Try it online! Link is to verbose version of code. Explanation:

≔⁰ζ

Set z, which represents the permutation index, to zero, as both sides of the condition need it.

¿N«

If the first input (as a number) is non-zero, then we're doing encoding.

≔γδ

Save a copy of the predefined ASCII character set g in d, as we need to change it.

≔¹ε

Assign 1 to e.
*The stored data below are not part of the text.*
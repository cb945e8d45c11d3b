//! Account endpoints: login, signup, session restore, seller upgrade.
//!
//! The backend hands out a JWT in the login/signup response; it is kept
//! in localStorage and attached to later requests by the helpers in
//! [`api`](super::api). `me()` is the single source of truth for "who is
//! signed in": every call that changes the token re-fetches it.

use serde::{Deserialize, Serialize};

use super::api;
use crate::types::{AppResult, UserInfo};

/// What kind of account a signup creates.
#[derive(Clone, Copy, Debug, PartialEq, Eq)]
pub enum AccountType {
    Buyer,
    Seller,
}

impl AccountType {
    fn as_str(self) -> &'static str {
        match self {
            AccountType::Buyer => "buyer",
            AccountType::Seller => "seller",
        }
    }
}

/// Token response from `/api/login`, `/api/signup` and
/// `/api/upgrade-to-seller`.
#[derive(Debug, Clone, Serialize, Deserialize)]
#[serde(rename_all = "camelCase")]
pub struct TokenGrant {
    #[serde(default)]
    pub access_token: Option<String>,
    pub id: String,
    pub username: String,
    #[serde(default)]
    pub roles: Vec<String>,
}

#[derive(Serialize)]
struct Credentials<'a> {
    username: &'a str,
    password: &'a str,
}

#[derive(Serialize)]
#[serde(rename_all = "camelCase")]
struct SignupPayload<'a> {
    username: &'a str,
    password: &'a str,
    first_name: &'a str,
    last_name: &'a str,
    account_type: &'a str,
    #[serde(skip_serializing_if = "Option::is_none")]
    seller_display_name: Option<&'a str>,
}

#[derive(Serialize)]
#[serde(rename_all = "camelCase")]
struct UpgradePayload<'a> {
    #[serde(skip_serializing_if = "Option::is_none")]
    display_name: Option<&'a str>,
}

fn store_grant(grant: &TokenGrant) {
    if let Some(token) = &grant.access_token {
        api::set_stored_jwt(token);
    }
}

/// The signed-in user, or `Ok(None)` when no token is stored.
pub async fn me() -> AppResult<Option<UserInfo>> {
    if !api::has_stored_jwt() {
        return Ok(None);
    }
    let user = api::get_json::<UserInfo>("/api/me").await?;
    Ok(Some(user))
}

/// Exchange credentials for a token, then fetch the full profile.
pub async fn login(username: &str, password: &str) -> AppResult<Option<UserInfo>> {
    let grant: TokenGrant = api::post_json("/api/login", &Credentials { username, password }).await?;
    store_grant(&grant);
    me().await
}

/// Create an account and sign it in. Sellers may pick a display name
/// under which their products are listed.
pub async fn signup(
    username: &str,
    password: &str,
    first_name: &str,
    last_name: &str,
    account_type: AccountType,
    seller_display_name: Option<&str>,
) -> AppResult<Option<UserInfo>> {
    let payload = SignupPayload {
        username,
        password,
        first_name,
        last_name,
        account_type: account_type.as_str(),
        seller_display_name: match account_type {
            AccountType::Seller => seller_display_name,
            AccountType::Buyer => None,
        },
    };
    let grant: TokenGrant = api::post_json("/api/signup", &payload).await?;
    store_grant(&grant);
    me().await
}

/// Grant the signed-in account the seller role and refresh the token.
pub async fn upgrade_to_seller(display_name: Option<&str>) -> AppResult<Option<UserInfo>> {
    let grant: TokenGrant =
        api::post_json("/api/upgrade-to-seller", &UpgradePayload { display_name }).await?;
    store_grant(&grant);
    me().await
}

/// Forget the stored token. Purely client-side.
pub fn logout() {
    api::clear_stored_jwt();
}

#[cfg(test)]
mod tests {
    use super::*;

    #[test]
    fn token_grant_deserializes() {
        let json = r#"{
            "accessToken": "eyJhbGciOi...",
            "id": "u1",
            "username": "amy@shopmart.dev",
            "roles": ["buyer", "seller"]
        }"#;
        let grant: TokenGrant = serde_json::from_str(json).unwrap();
        assert_eq!(grant.access_token.as_deref(), Some("eyJhbGciOi..."));
        assert_eq!(grant.roles, vec!["buyer", "seller"]);
    }

    #[test]
    fn token_grant_tolerates_a_missing_token() {
        let json = r#"{"id": "u1", "username": "amy@shopmart.dev"}"#;
        let grant: TokenGrant = serde_json::from_str(json).unwrap();
        assert!(grant.access_token.is_none());
        assert!(grant.roles.is_empty());
    }

    #[test]
    fn signup_payload_mentions_seller_name_only_for_sellers() {
        let seller = SignupPayload {
            username: "amy@shopmart.dev",
            password: "hunter2",
            first_name: "Amy",
            last_name: "Pond",
            account_type: AccountType::Seller.as_str(),
            seller_display_name: Some("Amy's Electronics"),
        };
        let json = serde_json::to_string(&seller).unwrap();
        assert!(json.contains("\"sellerDisplayName\":\"Amy's Electronics\""));
        assert!(json.contains("\"accountType\":\"seller\""));

        let buyer = SignupPayload {
            username: "rory@shopmart.dev",
            password: "hunter2",
            first_name: "Rory",
            last_name: "Williams",
            account_type: AccountType::Buyer.as_str(),
            seller_display_name: None,
        };
        let json = serde_json::to_string(&buyer).unwrap();
        assert!(!json.contains("sellerDisplayName"));
    }
}
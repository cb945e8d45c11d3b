//! Account creation form.

use leptos::*;
use leptos_router::{use_navigate, NavigateOptions, A};

use crate::components::ui::{Card, TextField};
use crate::components::LoaderButton;
use crate::services::auth::{self, AccountType};
use crate::store::use_app_store;
use crate::types::AppError;

#[component]
pub fn SignupPage() -> impl IntoView {
    let store = use_app_store();
    let navigate = use_navigate();
    let (email, set_email) = create_signal(String::new());
    let (password, set_password) = create_signal(String::new());
    let (first_name, set_first_name) = create_signal(String::new());
    let (last_name, set_last_name) = create_signal(String::new());
    let (account_type, set_account_type) = create_signal(AccountType::Buyer);
    let (shop_name, set_shop_name) = create_signal(String::new());

    let register = Callback::new(move |_: ()| {
        let email_value = email.get_untracked().trim().to_string();
        let password_value = password.get_untracked();
        if email_value.is_empty() || password_value.is_empty() {
            store.set_toast("Email and Password is required to signup.");
            return;
        }
        if store.is_loading("signup") {
            return;
        }
        let navigate = navigate.clone();
        spawn_local(async move {
            let _guard = store
                .ui
                .start_scoped("signup", Some("Creating your account..."));
            let first = first_name.get_untracked();
            let last = last_name.get_untracked();
            let kind = account_type.get_untracked();
            let shop = shop_name.get_untracked().trim().to_string();
            let shop_ref = (!shop.is_empty()).then_some(shop.as_str());
            let outcome = auth::signup(
                &email_value,
                &password_value,
                first.trim(),
                last.trim(),
                kind,
                shop_ref,
            )
            .await;
            match outcome {
                Ok(Some(user)) => {
                    store.auth.set_user(user);
                    store.set_toast("Account created");
                    if store.auth.can_manage() {
                        navigate("/admin/dashboard", NavigateOptions::default());
                    } else {
                        navigate("/", NavigateOptions::default());
                    }
                }
                Ok(None) => store.set_toast("Signup failed"),
                Err(AppError::Server(_, detail)) if !detail.is_empty() => {
                    store.set_toast(&detail);
                }
                Err(err) => {
                    log::error!("❌ Signup failed: {err}");
                    store.set_toast("Signup failed");
                }
            }
        });
    });

    view! {
        <section class="page auth-page">
            <Card title="Create account" class="auth-card">
                <TextField
                    value=email
                    set_value=set_email
                    label="Email"
                    placeholder="you@example.com"
                    input_type="email"
                />
                <TextField
                    value=password
                    set_value=set_password
                    label="Password"
                    input_type="password"
                />
                <div class="field-row">
                    <TextField value=first_name set_value=set_first_name label="First name"/>
                    <TextField value=last_name set_value=set_last_name label="Last name"/>
                </div>
                <div class="field">
                    <span class="field-label">"Account type"</span>
                    <div class="radio-row">
                        <label class="radio">
                            <input
                                type="radio"
                                name="account-type"
                                prop:checked=move || account_type.get() == AccountType::Buyer
                                on:change=move |_| set_account_type.set(AccountType::Buyer)
                            />
                            " Buyer"
                        </label>
                        <label class="radio">
                            <input
                                type="radio"
                                name="account-type"
                                prop:checked=move || account_type.get() == AccountType::Seller
                                on:change=move |_| set_account_type.set(AccountType::Seller)
                            />
                            " Seller"
                        </label>
                    </div>
                </div>
                <Show
                    when=move || account_type.get() == AccountType::Seller
                    fallback=|| view! { }
                >
                    <TextField
                        value=shop_name
                        set_value=set_shop_name
                        label="Shop name"
                        placeholder="Shown on your product listings"
                    />
                </Show>
                <LoaderButton
                    loading_key="signup"
                    label="Create account"
                    loading_label="Creating account..."
                    on_press=register
                    class="btn-block"
                />
                <p class="auth-switch">
                    "Already registered? "
                    <A href="/login">"Sign in"</A>
                </p>
            </Card>
        </section>
    }
}
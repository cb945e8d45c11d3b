//! Top navigation bar: logo, category menu, search, account menu, cart.

use leptos::*;
use leptos_router::{use_navigate, A};
use url::form_urlencoded;

use crate::components::ui::use_disclosure;
use crate::config::APP_NAME;
use crate::services::{auth, categories};
use crate::store::use_app_store;
use crate::types::Category;

fn query_string(key: &str, value: &str) -> String {
    form_urlencoded::Serializer::new(String::new())
        .append_pair(key, value)
        .finish()
}

#[component]
pub fn Navbar() -> impl IntoView {
    let store = use_app_store();
    let navigate = use_navigate();
    let (search_term, set_search_term) = create_signal(String::new());
    let (shop_categories, set_shop_categories) = create_signal(Vec::<Category>::new());
    let categories_menu = use_disclosure();
    let account_menu = use_disclosure();

    // Fill the category menu once at startup. Only categories that
    // actually contain products are worth navigating to; a fetch failure
    // just leaves the menu empty.
    spawn_local(async move {
        match categories::list().await {
            Ok(all) => {
                set_shop_categories.set(all.into_iter().filter(|c| c.count.products > 0).collect());
            }
            Err(err) => log::error!("❌ Failed to load categories: {err}"),
        }
    });

    // Handlers that live inside the dropdowns are `Callback`s: the menu
    // bodies re-render on open, and `Callback` is `Copy`.
    let nav_search = navigate.clone();
    let on_search = move |_| {
        let term = search_term.get_untracked();
        nav_search(
            &format!("/search?{}", query_string("query", &term)),
            Default::default(),
        );
    };

    let nav_category = navigate.clone();
    let pick_category = Callback::new(move |id: String| {
        categories_menu.close();
        nav_category(
            &format!("/search?{}", query_string("category", &id)),
            Default::default(),
        );
    });

    let nav_dashboard = navigate.clone();
    let go_dashboard = Callback::new(move |_: ()| {
        account_menu.close();
        nav_dashboard("/admin/dashboard", Default::default());
    });

    let nav_orders = navigate.clone();
    let go_orders = Callback::new(move |_: ()| {
        account_menu.close();
        nav_orders("/orders", Default::default());
    });

    let nav_upgrade = navigate.clone();
    let on_upgrade = Callback::new(move |_: ()| {
        account_menu.close();
        let display_name = web_sys::window()
            .and_then(|w| w.prompt_with_message("Enter your seller display name").ok())
            .flatten()
            .filter(|name| !name.trim().is_empty());
        let nav = nav_upgrade.clone();
        spawn_local(async move {
            match auth::upgrade_to_seller(display_name.as_deref()).await {
                Ok(Some(user)) => {
                    store.auth.set_user(user);
                    store.set_toast("Upgraded to seller");
                    nav("/admin/dashboard", Default::default());
                }
                Ok(None) => store.set_toast("Upgrade failed"),
                Err(err) => {
                    log::error!("❌ Seller upgrade failed: {err}");
                    store.set_toast("Upgrade failed");
                }
            }
        });
    });

    let nav_logout = navigate.clone();
    let on_logout = Callback::new(move |_: ()| {
        account_menu.close();
        auth::logout();
        store.auth.clear_user();
        store.orders.clear();
        store.set_toast("Signed out");
        nav_logout("/", Default::default());
    });

    let nav_cart = navigate;

    let greeting = move || {
        store
            .auth
            .user()
            .map(|u| u.username.split('@').next().unwrap_or("").to_string())
            .unwrap_or_default()
    };

    view! {
        <nav class="navbar">
            <A href="/" class="nav-logo">{APP_NAME}</A>

            <div class="nav-menu">
                <button class="nav-trigger" on:click=move |_| categories_menu.toggle()>
                    <span class="nav-trigger-hint">"Select"</span>
                    <span class="nav-trigger-label">"Category ▾"</span>
                </button>
                <Show when=move || categories_menu.is_open.get() fallback=|| view! { }>
                    <div class="menu-panel">
                        <For
                            each=move || shop_categories.get()
                            key=|category| category.id.clone()
                            children=move |category| {
                                let id = category.id.clone();
                                view! {
                                    <button
                                        class="menu-item"
                                        on:click=move |_| pick_category.call(id.clone())
                                    >
                                        {category.name.clone()}
                                    </button>
                                }
                            }
                        />
                    </div>
                </Show>
            </div>

            <div class="nav-search">
                <input
                    type="text"
                    class="nav-search-input"
                    placeholder="Search products"
                    prop:value=move || search_term.get()
                    on:input=move |ev| set_search_term.set(event_target_value(&ev))
                />
                <button class="nav-search-btn" on:click=on_search>"Search"</button>
            </div>

            <Show
                when=move || store.auth.is_signed_in()
                fallback=|| view! { <A href="/login" class="nav-login">"Login"</A> }
            >
                <div class="nav-menu">
                    <button class="nav-trigger" on:click=move |_| account_menu.toggle()>
                        <span class="nav-trigger-hint">
                            {move || format!("Hello, {}", greeting())}
                        </span>
                        <span class="nav-trigger-label">"Account & Orders ▾"</span>
                    </button>
                    <Show when=move || account_menu.is_open.get() fallback=|| view! { }>
                        <div class="menu-panel menu-panel-right">
                            <Show when=move || store.auth.can_manage() fallback=|| view! { }>
                                <button class="menu-item" on:click=move |_| go_dashboard.call(())>
                                    "Dashboard"
                                </button>
                            </Show>
                            <Show when=move || !store.auth.can_manage() fallback=|| view! { }>
                                <button class="menu-item" on:click=move |_| on_upgrade.call(())>
                                    "Upgrade to Seller"
                                </button>
                            </Show>
                            <button class="menu-item" on:click=move |_| go_orders.call(())>
                                "My Orders"
                            </button>
                            <button
                                class="menu-item menu-item-danger"
                                on:click=move |_| on_logout.call(())
                            >
                                "Logout"
                            </button>
                        </div>
                    </Show>
                </div>
            </Show>

            <button class="nav-cart" on:click=move |_| nav_cart("/cart", Default::default())>
                <span class="nav-cart-icon">"🛒"</span>
                <span class="nav-cart-badge">{move || store.cart.count()}</span>
            </button>
        </nav>
    }
}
This represents the place value of each encoded character.

FS«

Loop over the encoded characters.

≧⁺×ε⊕⌕γιζ

Update the permutation index.

≧×Lγε

Update e with the place value of the next encoded character.

≔Φγ¬⁼κιγ»

Remove the character from the encoding set.

Wζ«

Repeat while the permutation number is non-zero.

§δ⊖ζ

Print the next decoded character.

≔÷⊖ζ⁹⁵ζ»»

Divide the bijective representation by 95. This completes decoding.

«F⮌S

Loop over the plain text in reverse, to avoid having to calculate the powers of 95.

≔⁺×⁹⁵ζ⊕⌕γιζ

Convert the plain text as bijective base 95 to the permutation index.

Wζ«

Repeat while the permutation index is non-zero.

≦⊖ζ

Decrement the permutation index.

§γζ

Print the next encoded character.

≔Φγ¬⁼κ§γζγ

Remove that character from the encoding set.

≧÷⊕Lγζ

Divide the permutation index by the previous length of the encoding set.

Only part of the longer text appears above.